─── Information provided

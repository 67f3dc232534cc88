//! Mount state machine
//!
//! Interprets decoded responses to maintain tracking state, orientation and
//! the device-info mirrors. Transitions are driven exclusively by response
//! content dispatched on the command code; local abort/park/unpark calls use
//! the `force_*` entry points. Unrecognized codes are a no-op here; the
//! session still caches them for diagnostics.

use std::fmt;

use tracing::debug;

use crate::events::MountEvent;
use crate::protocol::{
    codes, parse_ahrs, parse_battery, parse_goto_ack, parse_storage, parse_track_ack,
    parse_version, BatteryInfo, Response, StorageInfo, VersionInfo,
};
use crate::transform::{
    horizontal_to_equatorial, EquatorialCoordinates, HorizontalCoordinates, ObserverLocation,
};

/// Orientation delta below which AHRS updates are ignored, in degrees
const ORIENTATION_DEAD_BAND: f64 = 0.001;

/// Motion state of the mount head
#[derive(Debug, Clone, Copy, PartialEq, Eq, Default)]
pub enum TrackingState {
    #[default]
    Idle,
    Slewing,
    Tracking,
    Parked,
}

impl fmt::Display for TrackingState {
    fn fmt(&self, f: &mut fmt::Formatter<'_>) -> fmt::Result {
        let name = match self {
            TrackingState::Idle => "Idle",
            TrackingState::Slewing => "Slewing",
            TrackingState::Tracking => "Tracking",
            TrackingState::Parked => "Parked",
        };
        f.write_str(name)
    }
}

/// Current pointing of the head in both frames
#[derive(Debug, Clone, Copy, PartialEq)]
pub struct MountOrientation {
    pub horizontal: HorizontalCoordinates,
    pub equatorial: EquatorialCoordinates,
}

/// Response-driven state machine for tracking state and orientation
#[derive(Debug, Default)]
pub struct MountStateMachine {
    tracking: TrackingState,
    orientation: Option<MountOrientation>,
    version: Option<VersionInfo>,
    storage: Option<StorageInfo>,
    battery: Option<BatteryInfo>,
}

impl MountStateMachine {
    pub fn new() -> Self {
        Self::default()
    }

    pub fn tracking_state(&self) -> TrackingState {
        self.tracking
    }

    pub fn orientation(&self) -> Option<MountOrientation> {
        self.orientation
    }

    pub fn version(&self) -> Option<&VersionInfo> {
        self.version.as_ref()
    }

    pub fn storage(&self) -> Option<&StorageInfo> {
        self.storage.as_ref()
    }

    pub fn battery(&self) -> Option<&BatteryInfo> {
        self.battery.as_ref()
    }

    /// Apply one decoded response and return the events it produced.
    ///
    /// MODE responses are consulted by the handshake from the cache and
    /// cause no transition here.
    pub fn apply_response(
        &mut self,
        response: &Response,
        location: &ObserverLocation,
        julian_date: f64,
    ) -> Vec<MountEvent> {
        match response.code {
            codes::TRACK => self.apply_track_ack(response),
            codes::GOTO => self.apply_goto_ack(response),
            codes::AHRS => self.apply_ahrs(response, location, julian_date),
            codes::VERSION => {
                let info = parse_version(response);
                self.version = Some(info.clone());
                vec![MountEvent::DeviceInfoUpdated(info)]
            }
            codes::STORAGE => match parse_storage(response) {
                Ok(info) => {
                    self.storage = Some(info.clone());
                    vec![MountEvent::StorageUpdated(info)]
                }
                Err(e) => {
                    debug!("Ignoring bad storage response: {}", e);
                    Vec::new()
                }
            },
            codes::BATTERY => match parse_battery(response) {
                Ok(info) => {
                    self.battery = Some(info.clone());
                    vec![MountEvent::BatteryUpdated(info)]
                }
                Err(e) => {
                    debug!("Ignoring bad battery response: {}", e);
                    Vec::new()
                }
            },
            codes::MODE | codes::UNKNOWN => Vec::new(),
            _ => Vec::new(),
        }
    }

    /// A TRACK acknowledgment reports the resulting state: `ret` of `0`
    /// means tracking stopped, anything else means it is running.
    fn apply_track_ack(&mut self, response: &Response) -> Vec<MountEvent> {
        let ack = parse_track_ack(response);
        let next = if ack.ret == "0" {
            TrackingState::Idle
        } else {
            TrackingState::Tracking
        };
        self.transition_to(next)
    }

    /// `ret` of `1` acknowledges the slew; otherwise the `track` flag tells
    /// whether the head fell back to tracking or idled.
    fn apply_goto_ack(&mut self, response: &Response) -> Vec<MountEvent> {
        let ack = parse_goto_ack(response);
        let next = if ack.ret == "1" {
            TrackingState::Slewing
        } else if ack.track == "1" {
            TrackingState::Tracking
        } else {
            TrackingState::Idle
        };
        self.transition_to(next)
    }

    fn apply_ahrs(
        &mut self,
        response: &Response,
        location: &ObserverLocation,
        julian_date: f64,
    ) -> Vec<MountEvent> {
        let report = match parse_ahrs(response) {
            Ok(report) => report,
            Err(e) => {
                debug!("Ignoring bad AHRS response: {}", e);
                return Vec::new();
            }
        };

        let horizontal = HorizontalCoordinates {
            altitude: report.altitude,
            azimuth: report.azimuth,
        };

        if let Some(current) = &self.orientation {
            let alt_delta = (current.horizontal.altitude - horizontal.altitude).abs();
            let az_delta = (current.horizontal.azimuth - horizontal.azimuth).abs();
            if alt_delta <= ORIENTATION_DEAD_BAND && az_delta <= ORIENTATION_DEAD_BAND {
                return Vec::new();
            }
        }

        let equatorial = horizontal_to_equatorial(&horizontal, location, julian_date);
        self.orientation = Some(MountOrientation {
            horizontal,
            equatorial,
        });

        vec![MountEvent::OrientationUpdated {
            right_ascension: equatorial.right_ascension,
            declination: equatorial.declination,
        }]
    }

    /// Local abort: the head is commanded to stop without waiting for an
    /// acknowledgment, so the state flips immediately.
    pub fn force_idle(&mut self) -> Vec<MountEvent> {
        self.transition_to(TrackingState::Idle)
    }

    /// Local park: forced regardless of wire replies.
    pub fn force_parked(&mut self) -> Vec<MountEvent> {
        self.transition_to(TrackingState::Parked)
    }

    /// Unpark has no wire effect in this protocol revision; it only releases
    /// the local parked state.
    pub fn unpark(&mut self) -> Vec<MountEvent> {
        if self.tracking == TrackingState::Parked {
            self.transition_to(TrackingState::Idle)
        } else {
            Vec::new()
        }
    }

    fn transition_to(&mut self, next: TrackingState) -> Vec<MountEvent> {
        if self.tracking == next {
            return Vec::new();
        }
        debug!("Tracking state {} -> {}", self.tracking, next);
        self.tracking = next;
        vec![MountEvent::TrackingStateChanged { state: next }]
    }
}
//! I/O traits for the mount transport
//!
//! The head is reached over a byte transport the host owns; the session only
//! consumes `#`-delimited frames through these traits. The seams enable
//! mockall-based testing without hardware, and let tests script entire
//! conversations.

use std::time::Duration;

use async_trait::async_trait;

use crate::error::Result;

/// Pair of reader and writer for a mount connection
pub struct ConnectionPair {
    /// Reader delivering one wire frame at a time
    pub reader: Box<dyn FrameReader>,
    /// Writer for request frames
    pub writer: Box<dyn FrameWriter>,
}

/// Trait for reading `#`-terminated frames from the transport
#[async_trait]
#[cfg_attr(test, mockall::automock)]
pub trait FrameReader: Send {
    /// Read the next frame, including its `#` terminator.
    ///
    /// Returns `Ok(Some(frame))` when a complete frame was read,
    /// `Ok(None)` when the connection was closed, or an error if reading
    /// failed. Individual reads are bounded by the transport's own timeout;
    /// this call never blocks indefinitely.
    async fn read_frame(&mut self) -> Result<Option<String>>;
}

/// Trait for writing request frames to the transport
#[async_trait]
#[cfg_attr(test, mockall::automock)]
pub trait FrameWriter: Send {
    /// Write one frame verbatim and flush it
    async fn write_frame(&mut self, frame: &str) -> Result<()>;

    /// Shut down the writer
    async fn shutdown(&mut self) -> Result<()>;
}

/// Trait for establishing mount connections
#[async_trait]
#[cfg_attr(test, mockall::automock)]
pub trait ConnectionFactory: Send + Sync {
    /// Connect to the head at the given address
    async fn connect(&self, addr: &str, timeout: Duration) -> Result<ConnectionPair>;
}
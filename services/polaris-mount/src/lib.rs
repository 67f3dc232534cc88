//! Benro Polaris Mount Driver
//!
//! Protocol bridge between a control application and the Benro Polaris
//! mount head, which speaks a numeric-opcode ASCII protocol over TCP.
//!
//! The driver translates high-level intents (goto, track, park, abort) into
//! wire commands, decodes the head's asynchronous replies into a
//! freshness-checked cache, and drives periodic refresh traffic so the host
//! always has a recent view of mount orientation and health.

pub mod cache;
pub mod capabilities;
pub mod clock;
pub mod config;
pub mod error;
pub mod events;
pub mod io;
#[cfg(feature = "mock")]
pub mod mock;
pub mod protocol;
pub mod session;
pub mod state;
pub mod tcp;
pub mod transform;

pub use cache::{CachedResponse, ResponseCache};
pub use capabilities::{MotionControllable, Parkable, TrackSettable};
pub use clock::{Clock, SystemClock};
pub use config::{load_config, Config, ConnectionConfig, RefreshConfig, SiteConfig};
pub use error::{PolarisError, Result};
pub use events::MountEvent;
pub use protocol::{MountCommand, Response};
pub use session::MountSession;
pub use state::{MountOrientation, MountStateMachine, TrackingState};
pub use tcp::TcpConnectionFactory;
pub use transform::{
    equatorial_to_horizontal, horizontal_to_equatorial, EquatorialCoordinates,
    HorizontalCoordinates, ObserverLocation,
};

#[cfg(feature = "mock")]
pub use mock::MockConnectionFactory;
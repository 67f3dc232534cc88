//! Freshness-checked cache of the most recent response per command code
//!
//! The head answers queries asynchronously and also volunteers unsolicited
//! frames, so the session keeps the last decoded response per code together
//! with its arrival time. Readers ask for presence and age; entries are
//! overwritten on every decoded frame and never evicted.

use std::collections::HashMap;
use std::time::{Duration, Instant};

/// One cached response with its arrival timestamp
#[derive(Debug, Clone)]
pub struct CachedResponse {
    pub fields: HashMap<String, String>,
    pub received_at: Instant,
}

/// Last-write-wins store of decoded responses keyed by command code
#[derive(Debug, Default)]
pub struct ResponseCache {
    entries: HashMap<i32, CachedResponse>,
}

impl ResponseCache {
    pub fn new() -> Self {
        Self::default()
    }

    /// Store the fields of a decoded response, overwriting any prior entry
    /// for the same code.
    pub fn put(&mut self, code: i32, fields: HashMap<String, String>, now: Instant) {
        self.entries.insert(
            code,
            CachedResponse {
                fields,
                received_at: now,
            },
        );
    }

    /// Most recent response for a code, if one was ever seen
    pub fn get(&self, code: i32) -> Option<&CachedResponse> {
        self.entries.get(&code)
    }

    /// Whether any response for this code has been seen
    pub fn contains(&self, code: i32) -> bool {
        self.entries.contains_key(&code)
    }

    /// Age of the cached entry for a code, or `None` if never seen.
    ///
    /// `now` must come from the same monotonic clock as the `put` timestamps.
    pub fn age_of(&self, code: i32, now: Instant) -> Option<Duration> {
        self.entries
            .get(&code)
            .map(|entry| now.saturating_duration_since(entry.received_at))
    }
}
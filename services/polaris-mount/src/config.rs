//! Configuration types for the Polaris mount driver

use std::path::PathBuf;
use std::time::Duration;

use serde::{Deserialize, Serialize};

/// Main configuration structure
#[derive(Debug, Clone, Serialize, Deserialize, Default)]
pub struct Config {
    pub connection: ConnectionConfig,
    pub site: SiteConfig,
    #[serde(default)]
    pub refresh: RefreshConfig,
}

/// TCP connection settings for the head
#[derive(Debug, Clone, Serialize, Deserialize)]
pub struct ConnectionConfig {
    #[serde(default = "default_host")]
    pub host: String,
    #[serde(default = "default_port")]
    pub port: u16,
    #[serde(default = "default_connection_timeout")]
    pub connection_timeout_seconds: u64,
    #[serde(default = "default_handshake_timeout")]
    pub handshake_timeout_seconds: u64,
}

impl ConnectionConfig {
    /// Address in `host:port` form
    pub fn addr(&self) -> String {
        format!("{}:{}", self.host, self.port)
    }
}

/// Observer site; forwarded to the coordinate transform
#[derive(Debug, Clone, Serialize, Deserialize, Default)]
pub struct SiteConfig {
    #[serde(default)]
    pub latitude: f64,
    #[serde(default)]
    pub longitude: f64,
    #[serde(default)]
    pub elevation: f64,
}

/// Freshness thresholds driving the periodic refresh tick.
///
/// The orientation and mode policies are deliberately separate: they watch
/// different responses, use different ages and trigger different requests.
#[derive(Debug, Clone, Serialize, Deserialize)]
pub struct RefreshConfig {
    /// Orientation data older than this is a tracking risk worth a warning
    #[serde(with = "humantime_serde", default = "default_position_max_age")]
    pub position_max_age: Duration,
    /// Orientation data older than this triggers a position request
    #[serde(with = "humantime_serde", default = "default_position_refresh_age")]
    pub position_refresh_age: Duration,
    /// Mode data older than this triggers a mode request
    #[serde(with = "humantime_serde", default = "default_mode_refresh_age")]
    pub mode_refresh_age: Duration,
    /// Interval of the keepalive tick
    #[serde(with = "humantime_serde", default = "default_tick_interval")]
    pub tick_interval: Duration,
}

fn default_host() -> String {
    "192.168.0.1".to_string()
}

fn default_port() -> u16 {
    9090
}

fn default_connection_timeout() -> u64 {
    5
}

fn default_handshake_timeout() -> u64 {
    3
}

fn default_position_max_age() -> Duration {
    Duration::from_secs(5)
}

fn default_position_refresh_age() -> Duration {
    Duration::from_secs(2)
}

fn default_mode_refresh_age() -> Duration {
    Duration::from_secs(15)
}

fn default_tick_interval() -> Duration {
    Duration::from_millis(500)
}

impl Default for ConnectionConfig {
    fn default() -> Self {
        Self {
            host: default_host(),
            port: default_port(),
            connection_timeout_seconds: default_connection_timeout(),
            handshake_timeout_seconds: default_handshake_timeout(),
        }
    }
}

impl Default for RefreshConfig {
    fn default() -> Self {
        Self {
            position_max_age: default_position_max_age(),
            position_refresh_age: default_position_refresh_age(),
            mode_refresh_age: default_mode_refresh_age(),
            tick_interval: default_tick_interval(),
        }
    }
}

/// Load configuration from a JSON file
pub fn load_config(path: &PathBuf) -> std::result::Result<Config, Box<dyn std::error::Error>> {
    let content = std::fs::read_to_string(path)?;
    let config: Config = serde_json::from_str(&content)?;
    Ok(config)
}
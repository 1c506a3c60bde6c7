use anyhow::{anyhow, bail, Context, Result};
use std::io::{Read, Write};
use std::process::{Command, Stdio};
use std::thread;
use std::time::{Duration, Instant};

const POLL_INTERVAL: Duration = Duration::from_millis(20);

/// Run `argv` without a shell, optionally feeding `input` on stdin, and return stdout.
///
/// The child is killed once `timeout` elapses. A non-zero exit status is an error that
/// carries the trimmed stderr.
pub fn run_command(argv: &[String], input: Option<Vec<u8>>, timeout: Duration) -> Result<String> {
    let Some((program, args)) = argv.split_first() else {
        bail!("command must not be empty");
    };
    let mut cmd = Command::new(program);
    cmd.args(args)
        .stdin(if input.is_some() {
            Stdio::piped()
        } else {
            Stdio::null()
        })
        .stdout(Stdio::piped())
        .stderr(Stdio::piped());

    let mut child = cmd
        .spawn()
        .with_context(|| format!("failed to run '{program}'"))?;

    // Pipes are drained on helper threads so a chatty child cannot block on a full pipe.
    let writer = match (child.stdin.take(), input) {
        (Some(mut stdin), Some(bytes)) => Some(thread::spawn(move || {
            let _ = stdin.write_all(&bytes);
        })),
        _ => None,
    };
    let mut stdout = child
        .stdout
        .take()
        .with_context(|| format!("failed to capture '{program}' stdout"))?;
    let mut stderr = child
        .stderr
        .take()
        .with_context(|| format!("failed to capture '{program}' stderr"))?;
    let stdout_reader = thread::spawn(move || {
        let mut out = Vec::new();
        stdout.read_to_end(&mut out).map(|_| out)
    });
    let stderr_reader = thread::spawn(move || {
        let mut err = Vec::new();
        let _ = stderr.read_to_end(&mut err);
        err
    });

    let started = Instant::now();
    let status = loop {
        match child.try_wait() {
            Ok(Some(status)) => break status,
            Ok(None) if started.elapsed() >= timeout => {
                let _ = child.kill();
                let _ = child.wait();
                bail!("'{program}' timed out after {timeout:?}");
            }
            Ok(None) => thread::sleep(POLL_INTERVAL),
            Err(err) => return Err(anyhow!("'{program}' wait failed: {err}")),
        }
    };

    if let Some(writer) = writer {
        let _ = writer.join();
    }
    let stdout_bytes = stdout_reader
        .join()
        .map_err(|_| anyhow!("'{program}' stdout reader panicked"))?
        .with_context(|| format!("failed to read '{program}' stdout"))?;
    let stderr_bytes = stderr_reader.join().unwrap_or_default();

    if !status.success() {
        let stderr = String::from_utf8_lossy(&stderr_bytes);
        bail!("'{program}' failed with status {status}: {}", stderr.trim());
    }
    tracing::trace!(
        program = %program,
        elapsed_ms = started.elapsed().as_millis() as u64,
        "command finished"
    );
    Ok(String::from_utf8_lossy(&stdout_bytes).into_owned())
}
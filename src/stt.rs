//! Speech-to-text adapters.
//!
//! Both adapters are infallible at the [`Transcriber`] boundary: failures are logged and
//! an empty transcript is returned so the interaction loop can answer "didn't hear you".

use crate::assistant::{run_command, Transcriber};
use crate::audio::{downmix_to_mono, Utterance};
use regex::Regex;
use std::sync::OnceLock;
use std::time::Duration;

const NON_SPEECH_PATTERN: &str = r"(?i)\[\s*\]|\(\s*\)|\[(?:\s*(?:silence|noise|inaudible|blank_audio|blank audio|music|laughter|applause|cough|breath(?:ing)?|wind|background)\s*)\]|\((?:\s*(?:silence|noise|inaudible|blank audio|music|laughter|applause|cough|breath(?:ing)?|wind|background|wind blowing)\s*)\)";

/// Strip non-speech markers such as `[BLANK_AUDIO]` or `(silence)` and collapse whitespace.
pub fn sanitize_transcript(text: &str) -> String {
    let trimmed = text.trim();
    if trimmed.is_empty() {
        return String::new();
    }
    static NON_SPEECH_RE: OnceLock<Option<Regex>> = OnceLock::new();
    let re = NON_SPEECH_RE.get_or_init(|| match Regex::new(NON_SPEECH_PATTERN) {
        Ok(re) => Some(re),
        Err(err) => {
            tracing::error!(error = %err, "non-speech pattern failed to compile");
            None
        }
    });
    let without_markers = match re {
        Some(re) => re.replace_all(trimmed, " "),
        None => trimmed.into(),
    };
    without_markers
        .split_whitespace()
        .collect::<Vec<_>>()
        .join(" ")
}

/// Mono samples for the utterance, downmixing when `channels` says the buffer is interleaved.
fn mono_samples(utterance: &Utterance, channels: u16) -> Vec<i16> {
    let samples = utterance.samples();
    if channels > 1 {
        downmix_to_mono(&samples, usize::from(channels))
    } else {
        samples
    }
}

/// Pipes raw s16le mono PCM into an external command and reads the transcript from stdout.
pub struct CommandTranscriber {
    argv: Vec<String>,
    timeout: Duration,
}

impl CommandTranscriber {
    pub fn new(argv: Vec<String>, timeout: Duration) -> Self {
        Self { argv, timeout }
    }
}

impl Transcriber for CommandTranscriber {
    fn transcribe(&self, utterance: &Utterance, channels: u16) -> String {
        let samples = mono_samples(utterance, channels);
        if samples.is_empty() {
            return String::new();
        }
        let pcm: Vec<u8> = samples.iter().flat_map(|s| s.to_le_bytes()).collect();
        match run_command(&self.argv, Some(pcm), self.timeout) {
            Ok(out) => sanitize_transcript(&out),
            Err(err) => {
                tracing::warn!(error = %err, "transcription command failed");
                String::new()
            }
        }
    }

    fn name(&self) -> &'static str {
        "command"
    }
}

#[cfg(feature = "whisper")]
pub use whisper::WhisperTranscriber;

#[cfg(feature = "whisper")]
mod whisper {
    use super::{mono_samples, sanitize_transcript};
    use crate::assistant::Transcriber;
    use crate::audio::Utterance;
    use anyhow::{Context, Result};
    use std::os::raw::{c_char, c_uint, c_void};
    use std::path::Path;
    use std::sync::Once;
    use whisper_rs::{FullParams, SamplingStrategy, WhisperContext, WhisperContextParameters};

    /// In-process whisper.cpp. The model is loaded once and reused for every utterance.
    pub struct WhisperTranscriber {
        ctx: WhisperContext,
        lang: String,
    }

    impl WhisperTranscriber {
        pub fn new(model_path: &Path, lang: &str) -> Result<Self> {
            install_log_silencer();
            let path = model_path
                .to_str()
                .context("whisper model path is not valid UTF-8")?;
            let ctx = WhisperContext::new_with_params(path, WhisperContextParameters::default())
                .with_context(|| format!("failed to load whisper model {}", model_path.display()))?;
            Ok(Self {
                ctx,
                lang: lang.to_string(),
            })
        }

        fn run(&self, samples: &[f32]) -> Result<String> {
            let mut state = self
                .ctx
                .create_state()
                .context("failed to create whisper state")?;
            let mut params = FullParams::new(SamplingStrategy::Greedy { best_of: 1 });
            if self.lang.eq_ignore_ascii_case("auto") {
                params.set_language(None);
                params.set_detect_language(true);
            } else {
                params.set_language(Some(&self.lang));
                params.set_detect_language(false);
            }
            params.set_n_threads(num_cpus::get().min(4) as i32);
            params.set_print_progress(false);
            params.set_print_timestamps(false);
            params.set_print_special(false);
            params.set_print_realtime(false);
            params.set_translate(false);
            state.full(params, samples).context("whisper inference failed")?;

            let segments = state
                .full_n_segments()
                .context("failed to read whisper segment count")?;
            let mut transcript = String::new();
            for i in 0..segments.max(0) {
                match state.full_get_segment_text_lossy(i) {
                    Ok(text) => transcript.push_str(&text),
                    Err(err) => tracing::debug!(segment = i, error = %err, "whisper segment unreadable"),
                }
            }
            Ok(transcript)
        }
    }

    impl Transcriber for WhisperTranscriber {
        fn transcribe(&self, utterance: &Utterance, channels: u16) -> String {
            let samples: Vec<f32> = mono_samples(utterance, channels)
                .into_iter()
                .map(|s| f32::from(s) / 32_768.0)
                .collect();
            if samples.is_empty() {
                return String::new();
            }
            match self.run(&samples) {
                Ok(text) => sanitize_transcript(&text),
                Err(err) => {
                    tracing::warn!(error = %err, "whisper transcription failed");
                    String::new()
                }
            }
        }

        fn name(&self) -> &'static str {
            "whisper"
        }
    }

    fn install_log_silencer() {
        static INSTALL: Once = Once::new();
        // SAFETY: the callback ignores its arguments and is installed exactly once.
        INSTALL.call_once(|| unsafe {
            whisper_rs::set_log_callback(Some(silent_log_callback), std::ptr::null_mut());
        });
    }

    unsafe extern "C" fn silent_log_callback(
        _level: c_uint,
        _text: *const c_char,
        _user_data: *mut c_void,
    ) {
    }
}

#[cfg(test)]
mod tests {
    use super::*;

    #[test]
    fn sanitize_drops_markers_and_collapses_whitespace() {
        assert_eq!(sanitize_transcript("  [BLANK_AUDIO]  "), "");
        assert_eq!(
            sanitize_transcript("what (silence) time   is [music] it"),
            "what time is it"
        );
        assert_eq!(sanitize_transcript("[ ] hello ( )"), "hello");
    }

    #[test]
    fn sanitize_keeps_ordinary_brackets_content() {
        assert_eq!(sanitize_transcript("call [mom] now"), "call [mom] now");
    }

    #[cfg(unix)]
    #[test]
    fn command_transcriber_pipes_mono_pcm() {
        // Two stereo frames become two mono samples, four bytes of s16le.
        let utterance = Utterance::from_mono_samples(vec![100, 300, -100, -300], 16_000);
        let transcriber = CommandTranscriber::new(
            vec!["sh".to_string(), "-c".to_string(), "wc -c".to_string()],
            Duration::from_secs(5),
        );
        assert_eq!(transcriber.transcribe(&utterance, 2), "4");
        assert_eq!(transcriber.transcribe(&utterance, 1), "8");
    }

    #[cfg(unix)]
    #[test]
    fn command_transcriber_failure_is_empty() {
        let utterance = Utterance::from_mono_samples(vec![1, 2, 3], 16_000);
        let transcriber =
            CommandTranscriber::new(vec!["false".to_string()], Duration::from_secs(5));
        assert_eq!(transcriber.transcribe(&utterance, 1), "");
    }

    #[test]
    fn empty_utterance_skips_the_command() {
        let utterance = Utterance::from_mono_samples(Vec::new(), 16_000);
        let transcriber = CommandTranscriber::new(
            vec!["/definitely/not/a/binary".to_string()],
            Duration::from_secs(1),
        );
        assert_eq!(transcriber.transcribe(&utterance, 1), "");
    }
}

──────

Goal of the exercise
Whenever the string "Ignoring" shows up in a line above, copy that line.

Exercise answer
                    debug!("Ignoring bad storage response: {}", e);
                    debug!("Ignoring bad battery response: {}", e);
                debug!("Ignoring bad AHRS response: {}", e);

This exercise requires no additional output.